== Study material ==
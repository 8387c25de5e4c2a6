//! `search` - query SERP or Labs and hand back stubs

use async_trait::async_trait;
use serde_json::Value;
use std::sync::Arc;

use super::{raw_str, record_text, str_field, OperationTool, ToolError};
use crate::client::{DataForSeoApi, KeywordIdeasTask, SerpOrganicTask};
use crate::params::SearchParams;
use crate::store::ResultStore;
use crate::types::{ResultStub, SearchResponse, Source};

pub struct SearchTool {
    backend: Arc<dyn DataForSeoApi>,
    store: ResultStore,
}

impl SearchTool {
    pub fn new(backend: Arc<dyn DataForSeoApi>, store: ResultStore) -> Self {
        Self { backend, store }
    }

    async fn search_labs(&self, params: &SearchParams) -> Result<Vec<ResultStub>, ToolError> {
        let task = KeywordIdeasTask {
            keywords: vec![params.query.clone()],
            location_name: params.location_name.clone(),
            language_code: params.language_code.clone(),
            limit: params.limit,
        };
        let items = self.backend.keyword_ideas(&task).await?.into_items()?;

        Ok(items
            .into_iter()
            .map(|item| {
                let title = str_field(&item, "/keyword")
                    .or_else(|| str_field(&item, "/keyword_data/keyword"))
                    .map(str::to_string);
                let volume = item
                    .pointer("/keyword_info/search_volume")
                    .and_then(display_value)
                    .unwrap_or_default();

                ResultStub {
                    id: self.store.insert(item),
                    title,
                    text: format!("search volume: {}", volume),
                    url: None,
                }
            })
            .collect())
    }

    async fn search_serp(&self, params: &SearchParams) -> Result<Vec<ResultStub>, ToolError> {
        let task = SerpOrganicTask {
            keyword: params.query.clone(),
            location_name: params.location_name.clone(),
            language_code: params.language_code.clone(),
            depth: params.depth,
        };
        let items = self
            .backend
            .serp_organic(params.search_engine, &task)
            .await?
            .into_items()?;

        Ok(items
            .into_iter()
            .map(|item| {
                let title = raw_str(&item, "title");
                let text = record_text(&item);
                let url = raw_str(&item, "url");

                ResultStub {
                    id: self.store.insert(item),
                    title,
                    text,
                    url,
                }
            })
            .collect())
    }
}

/// Render a scalar for display; `null` counts as absent
fn display_value(value: &Value) -> Option<String> {
    match value {
        Value::Null => None,
        Value::String(s) => Some(s.clone()),
        other => Some(other.to_string()),
    }
}

#[async_trait]
impl OperationTool for SearchTool {
    type Params = SearchParams;
    type Output = SearchResponse;

    fn name(&self) -> &'static str {
        "search"
    }

    fn description(&self) -> &'static str {
        "Search DataForSEO. Use `source=serp` for live search engine results or `source=labs` for keyword ideas from DataForSEO Labs. Returns result stubs whose ids can be passed to `fetch`."
    }

    async fn handle(&self, params: SearchParams) -> Result<SearchResponse, ToolError> {
        tracing::info!(
            query = %params.query,
            source = ?params.source,
            engine = %params.search_engine,
            "Searching"
        );

        let results = match params.source {
            Source::Labs => self.search_labs(&params).await?,
            Source::Serp => self.search_serp(&params).await?,
        };

        tracing::debug!(
            returned = results.len(),
            stored = self.store.len(),
            "Search complete"
        );

        Ok(SearchResponse { results })
    }
}
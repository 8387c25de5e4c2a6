//! In-memory result store
//!
//! Maps the opaque ids handed out by `search` to the raw backend records,
//! so `fetch` can return the full record later. Entries live for the whole
//! process; nothing is updated or evicted.

use serde_json::Value;
use std::collections::HashMap;
use std::sync::{Arc, PoisonError, RwLock};
use uuid::Uuid;

/// Process-wide store of raw search records keyed by opaque id
#[derive(Clone, Default)]
pub struct ResultStore {
    inner: Arc<RwLock<HashMap<String, Value>>>,
}

impl ResultStore {
    /// Create an empty store
    pub fn new() -> Self {
        Self::default()
    }

    /// Store `record` under `id`, replacing any previous record
    pub fn put(&self, id: impl Into<String>, record: Value) {
        self.inner
            .write()
            .unwrap_or_else(PoisonError::into_inner)
            .insert(id.into(), record);
    }

    /// Store `record` under a freshly generated id and return that id
    pub fn insert(&self, record: Value) -> String {
        let id = Uuid::new_v4().to_string();
        self.put(id.clone(), record);
        id
    }

    /// Look up the record stored under `id`
    pub fn get(&self, id: &str) -> Option<Value> {
        self.inner
            .read()
            .unwrap_or_else(PoisonError::into_inner)
            .get(id)
            .cloned()
    }

    /// Number of stored records
    pub fn len(&self) -> usize {
        self.inner.read().unwrap_or_else(PoisonError::into_inner).len()
    }

    pub fn is_empty(&self) -> bool {
        self.len() == 0
    }
}

#[cfg(test)]
mod tests {
    use super::*;
    use serde_json::json;

    #[test]
    fn test_put_and_get() {
        let store = ResultStore::new();
        store.put("abc", json!({ "title": "A" }));

        assert_eq!(store.get("abc"), Some(json!({ "title": "A" })));
        assert_eq!(store.len(), 1);
    }

    #[test]
    fn test_get_unknown_id() {
        let store = ResultStore::new();
        assert!(store.get("nonexistent").is_none());
        assert!(store.is_empty());
    }

    #[test]
    fn test_insert_generates_distinct_ids() {
        let store = ResultStore::new();
        let first = store.insert(json!({ "keyword": "shoes" }));
        let second = store.insert(json!({ "keyword": "shoes" }));

        assert_ne!(first, second);
        assert!(Uuid::parse_str(&first).is_ok());
        assert_eq!(store.len(), 2);
    }

    #[test]
    fn test_clones_share_entries() {
        let store = ResultStore::new();
        let handle = store.clone();
        let id = handle.insert(json!(1));

        assert_eq!(store.get(&id), Some(json!(1)));
    }

    #[tokio::test(flavor = "multi_thread", worker_threads = 4)]
    async fn test_concurrent_inserts_are_not_lost() {
        let store = ResultStore::new();

        let tasks: Vec<_> = (0..8)
            .map(|task| {
                let store = store.clone();
                tokio::spawn(async move {
                    (0..50)
                        .map(|n| (store.insert(json!({ "task": task, "n": n })), task, n))
                        .collect::<Vec<_>>()
                })
            })
            .collect();

        let mut ids = Vec::new();
        for task in tasks {
            ids.extend(task.await.unwrap());
        }

        assert_eq!(store.len(), 400);
        for (id, task, n) in ids {
            assert_eq!(store.get(&id), Some(json!({ "task": task, "n": n })));
        }
    }
}
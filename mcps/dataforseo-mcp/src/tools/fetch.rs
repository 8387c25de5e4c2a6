//! `fetch` - resolve a stub id back to its full record

use async_trait::async_trait;

use super::{raw_str, record_text, OperationTool, ToolError};
use crate::params::FetchParams;
use crate::store::ResultStore;
use crate::types::FetchResult;

pub struct FetchTool {
    store: ResultStore,
}

impl FetchTool {
    pub fn new(store: ResultStore) -> Self {
        Self { store }
    }
}

#[async_trait]
impl OperationTool for FetchTool {
    type Params = FetchParams;
    type Output = FetchResult;

    fn name(&self) -> &'static str {
        "fetch"
    }

    fn description(&self) -> &'static str {
        "Retrieve detailed SERP information for a result returned by the search tool."
    }

    async fn handle(&self, params: FetchParams) -> Result<FetchResult, ToolError> {
        let record = self.store.get(&params.id).ok_or(ToolError::UnknownId)?;

        Ok(FetchResult {
            title: raw_str(&record, "title"),
            text: record_text(&record),
            url: raw_str(&record, "url"),
            id: params.id,
            metadata: record,
        })
    }
}
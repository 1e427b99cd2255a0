//! Subscriber setup for applications, tests and benches using this crate.
//!
//! The library itself only emits `tracing` events (table loads, Code500 sessions, segment
//! parsing, UT1 iteration warnings); installing a subscriber is left to the caller.
use tracing_subscriber::{fmt, layer::SubscriberExt, util::SubscriberInitExt, EnvFilter};

/// Install a human-readable subscriber filtered by `RUST_LOG`, or by `default_filter` when the
/// variable is unset or invalid.
///
/// Arguments
/// -----------------
/// * `default_filter`: Filter directives such as `"info"` or `"ephem_timecore=debug"`.
///
/// Return
/// ----------
/// * `true` if this call installed the global subscriber, `false` if one was already set.
pub fn init_tracing(default_filter: &str) -> bool {
    let env_filter =
        EnvFilter::try_from_default_env().unwrap_or_else(|_| EnvFilter::new(default_filter));

    tracing_subscriber::registry()
        .with(env_filter)
        .with(fmt::layer().with_target(true))
        .try_init()
        .is_ok()
}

== Exercise ==
Gather every line from the entries above where the word "second" appears, and copy them.

== Reply ==
        let second = store.insert(json!({ "keyword": "shoes" }));
        assert_ne!(first, second);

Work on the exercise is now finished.